The smoke rising beyond the trees was darker than storm clouds-almost alive. It coiled against the wind instead of breaking apart, thick with something I could feel more than see: rage, hunger,grief.
Father ordered patrols immediately, but even as the warriors moved, I felt the hum inside me deepen. It wasn’t fear. It was recognition.
“We have to see it,” I said.
“Absolutely not,” Father snapped. “You three stay here.”
Jame’s jaw set. Lilly’s eyes flashed gold. I met his gaze. “Dad, the smoke’s reacting to us.”
He hesitated only a heartbeat before turning to our mother. She nodded once. “Go. But together.”
We reached the tree line within minutes. The air vibrated like the edge of a song only the three of us could hear. When we stepped closer, the world shimmered-the same distortion that had linked us in the kitchen. Light rippled from our hands in three colors: silver, gold, and amethyst. When the lights touched, they wove into one.
“Whoa,” James whispered.
Lilly held out her arm. A faint crescent symbol glowed there-the same mark that lived on my palm, mirrored now on each of us.
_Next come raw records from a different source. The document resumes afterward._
//! Normalization from raw Dice result items to [`jobsdb_core::NormalizedListing`].
//!
//! Field mapping:
//!
//! | Dice field  | Listing field |
//! |-------------|---------------|
//! | `jobTitle`  | `title`       |
//! | `company`   | `company`     |
//! | `location`  | `location`    |
//! | `detailUrl` | `detail_url`  |
//! | `date`      | `posted_on`   |
//!
//! Dice items carry no dedicated id field; the id is taken from an explicit
//! `id`/`jobId` when present and otherwise derived from `detailUrl`, whose
//! path after `/job/result/` is stable per posting.

use chrono::NaiveDate;
use jobsdb_core::{NormalizedListing, SourceQuery};
use serde_json::{Map, Value};

use crate::error::NormalizationError;

const DETAIL_PATH_MARKER: &str = "/job/result/";

/// Maps one raw record to a listing. Absent optional fields become empty
/// strings; only a record with no usable id is rejected.
///
/// # Errors
///
/// - [`NormalizationError::NotAnObject`] if `raw` is not a JSON object.
/// - [`NormalizationError::InvalidField`] if a known field has the wrong type.
/// - [`NormalizationError::MissingId`] if no id can be found or derived.
pub fn normalize_listing(
    raw: &Value,
    query: &SourceQuery,
) -> Result<NormalizedListing, NormalizationError> {
    let obj = raw.as_object().ok_or(NormalizationError::NotAnObject)?;

    let title = string_field(obj, "jobTitle")?;
    let company = string_field(obj, "company")?;
    let location = string_field(obj, "location")?;
    let detail_url = string_field(obj, "detailUrl")?;
    let posted_on = NaiveDate::parse_from_str(&string_field(obj, "date")?, "%Y-%m-%d").ok();

    let id = match explicit_id(obj)? {
        Some(id) => id,
        None => id_from_detail_url(&detail_url).ok_or(NormalizationError::MissingId)?,
    };

    Ok(NormalizedListing {
        id,
        title,
        company,
        location,
        detail_url,
        source_query: query.clone(),
        posted_on,
        raw_data: raw.clone(),
    })
}

/// Reads a trimmed string field; absent or `null` is an empty string.
fn string_field(obj: &Map<String, Value>, field: &'static str) -> Result<String, NormalizationError> {
    match obj.get(field) {
        None | Some(Value::Null) => Ok(String::new()),
        Some(Value::String(s)) => Ok(s.trim().to_owned()),
        Some(_) => Err(NormalizationError::InvalidField {
            field,
            expected: "string",
        }),
    }
}

fn explicit_id(obj: &Map<String, Value>) -> Result<Option<String>, NormalizationError> {
    for field in ["id", "jobId"] {
        match obj.get(field) {
            None | Some(Value::Null) => {}
            Some(Value::String(s)) if !s.trim().is_empty() => return Ok(Some(s.trim().to_owned())),
            Some(Value::String(_)) => {}
            Some(Value::Number(n)) => return Ok(Some(n.to_string())),
            Some(_) => {
                return Err(NormalizationError::InvalidField {
                    field,
                    expected: "string or integer",
                })
            }
        }
    }
    Ok(None)
}

/// Derives a stable id from a detail URL.
///
/// `http://www.dice.com/job/result/10110872/5674-R?src=19` yields
/// `10110872/5674-R`. URLs without the marker fall back to their path.
fn id_from_detail_url(detail_url: &str) -> Option<String> {
    if detail_url.is_empty() {
        return None;
    }
    let path = reqwest::Url::parse(detail_url).map_or_else(
        |_| {
            detail_url
                .split(['?', '#'])
                .next()
                .unwrap_or(detail_url)
                .to_owned()
        },
        |u| u.path().to_owned(),
    );

    let id = match path.find(DETAIL_PATH_MARKER) {
        Some(pos) => &path[pos + DETAIL_PATH_MARKER.len()..],
        None => path.as_str(),
    };
    let id = id.trim_matches('/');
    (!id.is_empty()).then(|| id.to_owned())
}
“The bond,” I breathed. “It’s… physical.”
Emma’s voice thrummed through me. Triplets of the Moon. Light, heart, and mind. Together you are the Royal Star reborn:
“What happens if we separate?” Lilly asked. Before I could answer, the ground trembled. The column of smoke pulsed-and for a heartbeat, a shape formed inside it.
Carter.
But not as I’d last seen him. His eyes glowed with a dull, burning gold. Black veins crept across his face like cracks in marble. His voice came out as a whisper carried by the wind.
“You can’t from the darkness. It’s in your blood too.”
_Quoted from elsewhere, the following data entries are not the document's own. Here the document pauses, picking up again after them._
//! Orchestration of one ingestion run: walk the result pages, normalize each
//! record, upsert it, and report what happened in a [`RunSummary`].

pub mod runner;
pub mod summary;

pub use runner::{IngestionRunner, RunnerOptions, DEFAULT_ERROR_SAMPLE_LIMIT};
pub use summary::{ErrorSample, FailureKind, RunSummary, TerminalState};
The smoke surged forward, reaching for us. Instinct took over. I threw up my hands and light flared from my mark. Lilly’s gold joined it, then Jame’s violet. The three colors spiraled together, creating a barrier that hissed and burned where the shadow struck.
Carter’s laughter broke through it, hollow and distant. “You think the Moon can save you? She abandoned me first.”
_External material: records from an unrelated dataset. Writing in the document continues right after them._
//! Plan limit checks against live usage.

use chrono::{DateTime, Datelike, TimeZone, Utc};
use serde::Serialize;
use service_core::error::AppError;
use std::sync::Arc;
use tracing::{info, instrument};
use utoipa::ToSchema;

use crate::domain::{is_within_limit, InvoiceError, ResourceKind, SubscriptionPlan};
use crate::models::Company;
use crate::services::metrics::ENTITLEMENT_DENIALS_TOTAL;
use crate::services::store::InvoicingStore;

/// Usage of one limited resource.
#[derive(Debug, Clone, Copy, Serialize, ToSchema)]
pub struct ResourceUsage {
    pub used: i64,
    /// `-1` when unlimited.
    pub limit: i64,
}

/// Usage of every limited resource for a company.
#[derive(Debug, Clone, Serialize, ToSchema)]
pub struct PlanUsage {
    pub plan: SubscriptionPlan,
    pub invoices_this_month: ResourceUsage,
    pub clients: ResourceUsage,
    pub products: ResourceUsage,
    pub reports: bool,
}

/// Start of the calendar month containing `now`, in UTC.
pub fn month_start(now: DateTime<Utc>) -> DateTime<Utc> {
    Utc.with_ymd_and_hms(now.year(), now.month(), 1, 0, 0, 0)
        .single()
        .unwrap_or(now)
}

#[derive(Clone)]
pub struct EntitlementChecker {
    store: Arc<dyn InvoicingStore>,
}

impl EntitlementChecker {
    pub fn new(store: Arc<dyn InvoicingStore>) -> Self {
        Self { store }
    }

    async fn usage_of(&self, company: &Company, kind: ResourceKind) -> Result<i64, AppError> {
        match kind {
            ResourceKind::Invoice => {
                self.store
                    .count_invoices_created_since(company.company_id, month_start(Utc::now()))
                    .await
            }
            ResourceKind::Client => self.store.count_active_clients(company.company_id).await,
            ResourceKind::Product => self.store.count_active_products(company.company_id).await,
        }
    }

    /// Whether the company may create one more `kind`.
    pub async fn can_create(&self, company: &Company, kind: ResourceKind) -> Result<bool, AppError> {
        let limit = company.plan().limit_for(kind);
        if limit == crate::domain::UNLIMITED {
            return Ok(true);
        }
        let usage = self.usage_of(company, kind).await?;
        Ok(is_within_limit(limit, usage))
    }

    #[instrument(skip(self, company), fields(company_id = %company.company_id, resource = kind.as_str()))]
    pub async fn ensure_can_create(&self, company: &Company, kind: ResourceKind) -> Result<(), AppError> {
        if self.can_create(company, kind).await? {
            return Ok(());
        }
        let plan = company.plan();
        ENTITLEMENT_DENIALS_TOTAL
            .with_label_values(&[kind.as_str(), plan.as_str()])
            .inc();
        info!(plan = plan.as_str(), "Plan limit reached");
        Err(InvoiceError::LimitReached(kind).into())
    }

    /// Fails unless the company's plan includes reports.
    pub fn ensure_reports(&self, company: &Company) -> Result<(), AppError> {
        let plan = company.plan();
        if plan.limits().reports {
            Ok(())
        } else {
            Err(InvoiceError::ReportsNotIncluded(plan).into())
        }
    }

    pub async fn usage(&self, company: &Company) -> Result<PlanUsage, AppError> {
        let plan = company.plan();
        let limits = plan.limits();
        Ok(PlanUsage {
            plan,
            invoices_this_month: ResourceUsage {
                used: self.usage_of(company, ResourceKind::Invoice).await?,
                limit: limits.invoices_per_month,
            },
            clients: ResourceUsage {
                used: self.usage_of(company, ResourceKind::Client).await?,
                limit: limits.clients,
            },
            products: ResourceUsage {
                used: self.usage_of(company, ResourceKind::Product).await?,
                limit: limits.products,
            },
            reports: limits.reports,
        })
    }
}

#[cfg(test)]
mod tests {
    use super::*;
    use crate::models::{CreateClient, CreateUser, ClientType};
    use crate::services::in_memory::InMemoryStore;

    async fn setup() -> (Arc<InMemoryStore>, Company) {
        let store = Arc::new(InMemoryStore::new());
        let (_, company) = store
            .create_account(
                &CreateUser {
                    email: "jonas@example.lt".to_string(),
                    password_hash: "hash".to_string(),
                    first_name: "Jonas".to_string(),
                    last_name: "Jonaitis".to_string(),
                    phone: None,
                    verification_token: None,
                },
                "Jonas Jonaitis",
            )
            .await
            .unwrap();
        (store, company)
    }

    fn client(company: &Company, name: &str) -> CreateClient {
        CreateClient {
            company_id: company.company_id,
            name: name.to_string(),
            legal_name: None,
            client_type: ClientType::Company,
            company_code: None,
            vat_code: None,
            contact_person: None,
            email: None,
            phone: None,
            address: None,
            city: None,
            postal_code: None,
            country: None,
            notes: None,
        }
    }

    #[test]
    fn month_start_is_first_day_midnight() {
        let now = Utc.with_ymd_and_hms(2024, 7, 19, 15, 30, 0).unwrap();
        assert_eq!(month_start(now), Utc.with_ymd_and_hms(2024, 7, 1, 0, 0, 0).unwrap());
    }

    #[tokio::test]
    async fn free_plan_stops_at_ten_clients() {
        let (store, company) = setup().await;
        let checker = EntitlementChecker::new(store.clone());

        for i in 0..10 {
            checker.ensure_can_create(&company, ResourceKind::Client).await.unwrap();
            store.create_client(&client(&company, &format!("Client {i}"))).await.unwrap();
        }

        let err = checker
            .ensure_can_create(&company, ResourceKind::Client)
            .await
            .unwrap_err();
        assert!(matches!(err, AppError::PaymentRequired(_)));
    }

    #[tokio::test]
    async fn pro_plan_is_unlimited() {
        let (store, company) = setup().await;
        let company = store
            .set_subscription_plan(company.company_id, SubscriptionPlan::Pro)
            .await
            .unwrap()
            .unwrap();
        let checker = EntitlementChecker::new(store.clone());

        for i in 0..25 {
            store.create_client(&client(&company, &format!("Client {i}"))).await.unwrap();
        }
        assert!(checker.can_create(&company, ResourceKind::Client).await.unwrap());
        assert!(checker.ensure_reports(&company).is_ok());
    }

    #[tokio::test]
    async fn reports_are_forbidden_on_free_plan() {
        let (store, company) = setup().await;
        let checker = EntitlementChecker::new(store);
        assert!(matches!(checker.ensure_reports(&company), Err(AppError::Forbidden(_))));
    }

    #[tokio::test]
    async fn usage_reports_counts_and_limits() {
        let (store, company) = setup().await;
        store.create_client(&client(&company, "Only")).await.unwrap();
        let usage = EntitlementChecker::new(store).usage(&company).await.unwrap();

        assert_eq!(usage.plan, SubscriptionPlan::Free);
        assert_eq!(usage.clients.used, 1);
        assert_eq!(usage.clients.limit, 10);
        assert_eq!(usage.invoices_this_month.limit, 5);
        assert!(!usage.reports);
    }
}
Then he was gone. The smoke collapsed, leaving only the sound of our ragged breathing.
We stood in silence for a long time. Finally, Lilly said, “If he’s right-if the same blood runs in him-what does that mean for us?”
“It means,” I said slowly, “that our light can be corrupted too. And if we’re not united, it will be.”
James kicked at the ashes. “So, what now? We sit around waiting for the next cryptic prophecy?”
I smiled, though it didn’t reach my eyes. “No. We train. We learn what this power is before it decides what to do with us.”
He grinned at that. “Now you sound like Dad.”
“Maybe that’s not the worst thing,” Lilly said softly .
The three of us turned toward the pack house together. Behind us, the ashes of Carter’s shadow smoldered once, then vanished into the wind.
That’s night, I dreamed again.
The Moon Goddess stood in a sea of stars, her hair a river of silver light.
Royal blood binds you, she said. But remember-blood is both chain and key.
When I woke, the mark on my palm still glowed faintly, pulsing with my heartbeat. The prophecy wasn’t a warning anymore. It was a countdown.